En lugar de confinar a estos refugiados en campamentos paupérrimos, en lugar de convertir a muchos de ellos en terroristas y en lugar de explotarlos políticamente, el liderazgo israelí los transformó en miembros productivos de la sociedad. Por eso hoy el mundo no oye hablar de refugiados judíos, ni debe lidiar con un problema así.

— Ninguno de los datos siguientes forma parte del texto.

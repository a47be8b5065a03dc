use std::time::Duration;

use reqwest::Client;
use reqwest::header::CONTENT_TYPE;
use serde::{Deserialize, Serialize};
use tracing::debug;

use crate::constants::DimConfig;

use super::{EmbeddingError, EmbeddingService, Embeddings, MediaClip};

/// Embedding server reachable over HTTP.
///
/// - `POST {base}/embed_text` with `{"texts": [..]}` answers `{"embeddings": [[..]]}`.
/// - `POST {base}/embed?video_id=..&description=..` with the raw clip as the body
///   answers `{"video": [..], "audio": [..], "description": [..]}`.
#[derive(Clone)]
pub struct RemoteEmbedder {
    client: Client,
    base_url: String,
    device: String,
    dims: DimConfig,
}

impl std::fmt::Debug for RemoteEmbedder {
    fn fmt(&self, f: &mut std::fmt::Formatter<'_>) -> std::fmt::Result {
        f.debug_struct("RemoteEmbedder")
            .field("base_url", &self.base_url)
            .field("device", &self.device)
            .field("embedding_dim", &self.dims.embedding_dim)
            .finish()
    }
}

#[derive(Serialize)]
struct EmbedTextRequest<'a> {
    texts: [&'a str; 1],
}

#[derive(Deserialize)]
struct EmbedTextResponse {
    embeddings: Vec<Vec<f32>>,
}

#[derive(Deserialize)]
struct EmbedClipResponse {
    video: Vec<f32>,
    audio: Vec<f32>,
    description: Vec<f32>,
}

impl RemoteEmbedder {
    pub fn new(base_url: &str, dims: DimConfig, timeout: Duration) -> Result<Self, EmbeddingError> {
        if !(base_url.starts_with("http://") || base_url.starts_with("https://")) {
            return Err(EmbeddingError::InvalidConfig {
                reason: format!("embedding URL must be http(s): {base_url}"),
            });
        }

        let client = Client::builder()
            .timeout(timeout)
            .build()
            .map_err(|e| EmbeddingError::InvalidConfig {
                reason: e.to_string(),
            })?;

        Ok(Self {
            client,
            device: format!("remote:{}", base_url.trim_end_matches('/')),
            base_url: base_url.trim_end_matches('/').to_string(),
            dims,
        })
    }

    fn endpoint(&self, path: &str) -> String {
        format!("{}/{}", self.base_url, path)
    }

    fn request_failed(&self, url: &str, err: reqwest::Error) -> EmbeddingError {
        EmbeddingError::RequestFailed {
            url: url.to_string(),
            message: err.to_string(),
        }
    }
}

impl EmbeddingService for RemoteEmbedder {
    async fn embed_text(&self, text: &str) -> Result<Vec<f32>, EmbeddingError> {
        let url = self.endpoint("embed_text");
        debug!(%url, text_len = text.len(), "Requesting text embedding");

        let response: EmbedTextResponse = self
            .client
            .post(&url)
            .json(&EmbedTextRequest { texts: [text] })
            .send()
            .await
            .and_then(|r| r.error_for_status())
            .map_err(|e| self.request_failed(&url, e))?
            .json()
            .await
            .map_err(|e| EmbeddingError::InvalidResponse {
                reason: e.to_string(),
            })?;

        let embedding =
            response
                .embeddings
                .into_iter()
                .next()
                .ok_or_else(|| EmbeddingError::InvalidResponse {
                    reason: "no embedding returned for text".to_string(),
                })?;
        self.dims.check(&embedding)?;
        Ok(embedding)
    }

    async fn embed(
        &self,
        description: &str,
        media: &MediaClip,
    ) -> Result<Embeddings, EmbeddingError> {
        let url = self.endpoint("embed");
        debug!(
            %url,
            video_id = %media.video_id,
            media_bytes = media.bytes.len(),
            "Requesting clip embeddings"
        );

        let response: EmbedClipResponse = self
            .client
            .post(&url)
            .query(&[("video_id", media.video_id.as_str()), ("description", description)])
            .header(CONTENT_TYPE, "application/octet-stream")
            .body(media.bytes.clone())
            .send()
            .await
            .and_then(|r| r.error_for_status())
            .map_err(|e| self.request_failed(&url, e))?
            .json()
            .await
            .map_err(|e| EmbeddingError::InvalidResponse {
                reason: e.to_string(),
            })?;

        self.dims.check(&response.video)?;
        self.dims.check(&response.audio)?;
        self.dims.check(&response.description)?;

        Ok(Embeddings {
            video: response.video,
            audio: response.audio,
            description: response.description,
        })
    }

    fn device(&self) -> &str {
        &self.device
    }
}
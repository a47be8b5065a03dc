use parking_lot::Mutex;

use super::{DatasetRecord, DatasetSink};

/// Collects records in memory.
#[derive(Default)]
pub struct MemoryDatasetSink {
    records: Mutex<Vec<DatasetRecord>>,
}

impl MemoryDatasetSink {
    pub fn new() -> Self {
        Self::default()
    }

    pub fn records(&self) -> Vec<DatasetRecord> {
        self.records.lock().clone()
    }

    pub fn len(&self) -> usize {
        self.records.lock().len()
    }

    pub fn is_empty(&self) -> bool {
        self.records.lock().is_empty()
    }
}

impl DatasetSink for MemoryDatasetSink {
    fn enqueue(&self, record: DatasetRecord) {
        self.records.lock().push(record);
    }
}
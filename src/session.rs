//! Session types shared between the extraction and resampling stages.

use serde::{Deserialize, Serialize};

use crate::series::TimeSeries;

/// Network technology a trial session was recorded on.
///
/// Selects which signal-strength extraction rule applies: LTE sessions carry
/// 4G-style measurement records, SA and NSA sessions carry 5G-style records.
/// Throughput extraction is the same for all three.
#[derive(
    Debug,
    Clone,
    Copy,
    PartialEq,
    Eq,
    PartialOrd,
    Ord,
    Hash,
    Serialize,
    Deserialize,
    clap::ValueEnum,
)]
pub enum Technology {
    #[serde(rename = "LTE")]
    #[value(name = "LTE")]
    Lte,
    #[serde(rename = "SA")]
    #[value(name = "SA")]
    Sa,
    #[serde(rename = "NSA")]
    #[value(name = "NSA")]
    Nsa,
}

impl Technology {
    /// Uppercase tag used in file paths and output keys.
    pub fn as_str(&self) -> &'static str {
        match self {
            Technology::Lte => "LTE",
            Technology::Sa => "SA",
            Technology::Nsa => "NSA",
        }
    }
}

impl std::fmt::Display for Technology {
    fn fmt(&self, f: &mut std::fmt::Formatter<'_>) -> std::fmt::Result {
        f.write_str(self.as_str())
    }
}

/// One trial session: the unit of independent processing.
///
/// Holds the two irregular series recovered from a single dump. The series
/// usually have different lengths and cadences; aligning them is the
/// resampler's job.
#[derive(Debug, Clone)]
pub struct Session {
    pub technology: Technology,
    /// Signal-strength readings in dBm, irregular cadence.
    pub rsrp: TimeSeries,
    /// Delivered-byte deltas per delivery record, irregular cadence.
    pub bandwidth: TimeSeries,
}

impl Session {
    /// Empty session for the given technology.
    pub fn new(technology: Technology) -> Self {
        Self {
            technology,
            rsrp: TimeSeries::new(),
            bandwidth: TimeSeries::new(),
        }
    }
}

A este panorama se sumaron una serie de operaciones legendarias para rescatar a otras comunidades judías: la Alfombra Mágica llevó a Israel a 43.000 yemenitas en 1948-49, y la Ezra y Nejemia a 123.500 iraquíes en 1951. Con las operaciones Moisés y Salomón, en 1984 y 1991 respectivamente, decenas de aviones israelíes llevaron al país a 14.000 judíos de Etiopía. Tal como fue señalado oportunamente, estos episodios marcaron la primera vez en la historia moderna en que una nación occidental sacó a gente de color de África no en barcos sino en jumbos, y no para someterlos a la esclavitud sino para llevarlos a la libertad.